» Task statement
Where the records below show a line containing "pub fn normalize(code: &str)", start copying; end with the line containing "fn try_from(value: String)", and copy it too.

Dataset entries
***

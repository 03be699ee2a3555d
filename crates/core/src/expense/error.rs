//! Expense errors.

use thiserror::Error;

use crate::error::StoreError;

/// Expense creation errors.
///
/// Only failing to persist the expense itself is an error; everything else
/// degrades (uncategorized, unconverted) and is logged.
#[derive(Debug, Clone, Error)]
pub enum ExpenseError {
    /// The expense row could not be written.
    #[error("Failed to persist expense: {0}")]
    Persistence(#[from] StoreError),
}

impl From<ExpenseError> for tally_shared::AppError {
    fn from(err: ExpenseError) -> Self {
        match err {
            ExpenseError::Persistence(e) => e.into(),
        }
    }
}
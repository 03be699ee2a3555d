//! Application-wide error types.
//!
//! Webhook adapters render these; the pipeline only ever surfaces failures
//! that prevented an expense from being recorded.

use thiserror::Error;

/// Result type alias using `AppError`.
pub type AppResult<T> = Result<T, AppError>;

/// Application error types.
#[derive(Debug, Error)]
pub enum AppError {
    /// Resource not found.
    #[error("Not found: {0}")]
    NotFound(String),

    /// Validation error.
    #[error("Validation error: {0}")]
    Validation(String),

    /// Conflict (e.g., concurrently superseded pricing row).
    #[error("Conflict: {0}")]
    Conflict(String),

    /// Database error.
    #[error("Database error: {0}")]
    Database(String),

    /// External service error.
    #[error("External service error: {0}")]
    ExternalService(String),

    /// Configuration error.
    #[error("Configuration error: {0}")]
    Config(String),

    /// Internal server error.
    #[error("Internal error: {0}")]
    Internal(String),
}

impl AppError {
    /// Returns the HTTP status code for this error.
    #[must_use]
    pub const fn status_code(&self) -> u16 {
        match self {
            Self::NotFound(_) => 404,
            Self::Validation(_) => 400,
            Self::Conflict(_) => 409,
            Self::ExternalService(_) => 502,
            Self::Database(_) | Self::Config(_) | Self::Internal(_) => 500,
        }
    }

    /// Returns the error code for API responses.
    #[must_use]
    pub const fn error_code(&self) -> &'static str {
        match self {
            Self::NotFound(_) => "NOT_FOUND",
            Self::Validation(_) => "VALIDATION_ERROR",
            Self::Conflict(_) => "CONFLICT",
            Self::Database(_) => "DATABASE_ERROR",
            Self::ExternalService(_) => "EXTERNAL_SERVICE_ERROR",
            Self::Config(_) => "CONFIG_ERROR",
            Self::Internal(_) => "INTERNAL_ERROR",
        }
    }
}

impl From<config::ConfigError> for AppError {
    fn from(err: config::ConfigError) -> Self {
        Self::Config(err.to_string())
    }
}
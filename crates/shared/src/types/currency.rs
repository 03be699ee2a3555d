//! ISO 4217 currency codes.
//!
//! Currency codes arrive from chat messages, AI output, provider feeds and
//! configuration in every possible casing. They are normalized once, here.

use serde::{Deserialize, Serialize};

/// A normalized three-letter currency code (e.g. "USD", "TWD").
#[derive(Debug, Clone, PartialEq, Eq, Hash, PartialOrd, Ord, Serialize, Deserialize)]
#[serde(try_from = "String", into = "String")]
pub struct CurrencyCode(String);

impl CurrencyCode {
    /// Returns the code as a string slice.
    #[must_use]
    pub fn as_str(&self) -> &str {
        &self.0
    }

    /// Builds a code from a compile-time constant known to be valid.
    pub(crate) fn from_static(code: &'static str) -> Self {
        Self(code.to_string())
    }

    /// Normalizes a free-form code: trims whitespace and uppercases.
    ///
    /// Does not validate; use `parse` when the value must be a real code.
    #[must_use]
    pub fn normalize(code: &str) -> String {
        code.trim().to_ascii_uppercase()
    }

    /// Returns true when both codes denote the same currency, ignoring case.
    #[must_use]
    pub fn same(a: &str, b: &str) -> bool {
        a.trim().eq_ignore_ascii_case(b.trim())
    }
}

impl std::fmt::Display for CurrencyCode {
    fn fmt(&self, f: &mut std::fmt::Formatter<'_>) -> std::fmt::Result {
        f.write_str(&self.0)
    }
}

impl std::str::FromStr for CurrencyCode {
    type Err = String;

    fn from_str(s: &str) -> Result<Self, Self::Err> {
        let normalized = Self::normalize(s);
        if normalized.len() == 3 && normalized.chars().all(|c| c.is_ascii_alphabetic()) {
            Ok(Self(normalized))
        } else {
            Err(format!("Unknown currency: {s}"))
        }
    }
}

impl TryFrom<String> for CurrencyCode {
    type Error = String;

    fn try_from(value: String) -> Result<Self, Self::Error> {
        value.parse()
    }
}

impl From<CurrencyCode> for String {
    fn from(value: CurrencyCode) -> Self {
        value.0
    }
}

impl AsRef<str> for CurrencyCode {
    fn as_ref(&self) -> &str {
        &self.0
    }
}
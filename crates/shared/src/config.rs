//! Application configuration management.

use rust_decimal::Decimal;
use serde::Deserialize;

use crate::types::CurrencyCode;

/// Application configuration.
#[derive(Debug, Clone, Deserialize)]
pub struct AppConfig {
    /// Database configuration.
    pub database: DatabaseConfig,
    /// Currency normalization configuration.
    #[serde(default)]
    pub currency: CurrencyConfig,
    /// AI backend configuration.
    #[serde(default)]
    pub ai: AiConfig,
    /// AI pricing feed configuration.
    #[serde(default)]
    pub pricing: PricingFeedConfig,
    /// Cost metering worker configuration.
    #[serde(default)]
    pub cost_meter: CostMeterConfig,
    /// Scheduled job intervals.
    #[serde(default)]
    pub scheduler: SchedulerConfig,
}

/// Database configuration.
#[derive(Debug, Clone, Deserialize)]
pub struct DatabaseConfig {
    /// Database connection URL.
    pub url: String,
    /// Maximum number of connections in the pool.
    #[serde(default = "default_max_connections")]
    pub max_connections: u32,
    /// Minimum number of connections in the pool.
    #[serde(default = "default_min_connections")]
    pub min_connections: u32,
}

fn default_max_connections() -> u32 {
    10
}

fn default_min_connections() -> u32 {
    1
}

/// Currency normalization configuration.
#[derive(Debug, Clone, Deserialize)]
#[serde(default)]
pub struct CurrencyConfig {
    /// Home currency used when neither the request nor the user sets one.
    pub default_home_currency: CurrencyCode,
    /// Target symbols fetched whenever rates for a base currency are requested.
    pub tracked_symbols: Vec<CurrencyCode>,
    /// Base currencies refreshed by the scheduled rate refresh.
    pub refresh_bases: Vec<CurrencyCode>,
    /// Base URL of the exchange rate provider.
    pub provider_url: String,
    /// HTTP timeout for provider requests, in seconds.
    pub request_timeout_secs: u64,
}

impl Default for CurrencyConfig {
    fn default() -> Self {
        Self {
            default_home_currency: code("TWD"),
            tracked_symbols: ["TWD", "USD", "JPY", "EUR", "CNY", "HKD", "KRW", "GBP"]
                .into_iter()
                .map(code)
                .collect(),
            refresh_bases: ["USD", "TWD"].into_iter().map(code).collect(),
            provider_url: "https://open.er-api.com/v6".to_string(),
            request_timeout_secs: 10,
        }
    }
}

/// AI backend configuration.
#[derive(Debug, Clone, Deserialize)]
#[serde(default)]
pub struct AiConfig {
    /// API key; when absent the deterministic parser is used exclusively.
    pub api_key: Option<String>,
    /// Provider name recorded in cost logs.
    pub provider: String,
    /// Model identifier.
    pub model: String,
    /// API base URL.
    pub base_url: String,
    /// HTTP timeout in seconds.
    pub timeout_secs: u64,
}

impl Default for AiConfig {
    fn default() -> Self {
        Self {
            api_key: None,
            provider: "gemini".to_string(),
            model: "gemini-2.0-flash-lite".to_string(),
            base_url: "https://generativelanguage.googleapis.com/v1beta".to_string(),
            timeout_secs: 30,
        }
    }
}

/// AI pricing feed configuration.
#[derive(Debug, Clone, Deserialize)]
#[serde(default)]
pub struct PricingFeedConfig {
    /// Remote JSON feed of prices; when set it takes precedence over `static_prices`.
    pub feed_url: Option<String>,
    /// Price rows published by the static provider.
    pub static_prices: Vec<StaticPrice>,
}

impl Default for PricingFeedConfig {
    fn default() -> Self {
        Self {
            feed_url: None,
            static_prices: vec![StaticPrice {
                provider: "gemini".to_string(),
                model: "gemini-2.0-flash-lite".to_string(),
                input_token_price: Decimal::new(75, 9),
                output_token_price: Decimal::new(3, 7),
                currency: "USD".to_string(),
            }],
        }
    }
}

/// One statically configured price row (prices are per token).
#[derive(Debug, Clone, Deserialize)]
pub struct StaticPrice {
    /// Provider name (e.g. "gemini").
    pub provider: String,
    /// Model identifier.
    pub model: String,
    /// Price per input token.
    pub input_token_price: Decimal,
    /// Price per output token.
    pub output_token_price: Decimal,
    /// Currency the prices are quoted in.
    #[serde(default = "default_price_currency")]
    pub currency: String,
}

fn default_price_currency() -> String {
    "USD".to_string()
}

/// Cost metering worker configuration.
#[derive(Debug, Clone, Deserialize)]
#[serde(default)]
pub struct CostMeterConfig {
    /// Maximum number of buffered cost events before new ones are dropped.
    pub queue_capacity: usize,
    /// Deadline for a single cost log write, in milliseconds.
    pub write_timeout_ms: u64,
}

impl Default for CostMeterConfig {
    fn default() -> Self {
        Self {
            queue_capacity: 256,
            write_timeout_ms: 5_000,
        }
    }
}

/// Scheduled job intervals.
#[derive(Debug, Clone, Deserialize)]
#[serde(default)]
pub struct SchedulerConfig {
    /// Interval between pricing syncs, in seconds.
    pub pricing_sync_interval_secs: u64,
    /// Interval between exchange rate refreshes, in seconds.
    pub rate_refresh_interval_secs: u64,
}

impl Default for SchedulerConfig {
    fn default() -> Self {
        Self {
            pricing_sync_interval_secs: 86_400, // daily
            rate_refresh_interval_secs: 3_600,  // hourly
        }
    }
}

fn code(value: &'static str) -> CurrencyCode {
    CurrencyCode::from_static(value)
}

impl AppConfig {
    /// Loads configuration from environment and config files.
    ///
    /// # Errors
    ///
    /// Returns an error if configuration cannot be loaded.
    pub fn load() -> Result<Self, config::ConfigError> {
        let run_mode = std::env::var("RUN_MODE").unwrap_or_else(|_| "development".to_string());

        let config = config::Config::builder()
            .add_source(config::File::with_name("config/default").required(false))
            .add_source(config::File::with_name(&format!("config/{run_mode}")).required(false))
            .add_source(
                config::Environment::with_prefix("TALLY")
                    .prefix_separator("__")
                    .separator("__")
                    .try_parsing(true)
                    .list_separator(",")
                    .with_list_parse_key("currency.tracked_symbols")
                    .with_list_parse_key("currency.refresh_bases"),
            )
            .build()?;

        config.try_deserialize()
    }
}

***

» Answer to the exercise
    pub fn normalize(code: &str) -> String {
        code.trim().to_ascii_uppercase()
    }

    /// Returns true when both codes denote the same currency, ignoring case.
    #[must_use]
    pub fn same(a: &str, b: &str) -> bool {
        a.trim().eq_ignore_ascii_case(b.trim())
    }
}

impl std::fmt::Display for CurrencyCode {
    fn fmt(&self, f: &mut std::fmt::Formatter<'_>) -> std::fmt::Result {
        f.write_str(&self.0)
    }
}

impl std::str::FromStr for CurrencyCode {
    type Err = String;

    fn from_str(s: &str) -> Result<Self, Self::Err> {
        let normalized = Self::normalize(s);
        if normalized.len() == 3 && normalized.chars().all(|c| c.is_ascii_alphabetic()) {
            Ok(Self(normalized))
        } else {
            Err(format!("Unknown currency: {s}"))
        }
    }
}

impl TryFrom<String> for CurrencyCode {
    type Error = String;

    fn try_from(value: String) -> Result<Self, Self::Error> {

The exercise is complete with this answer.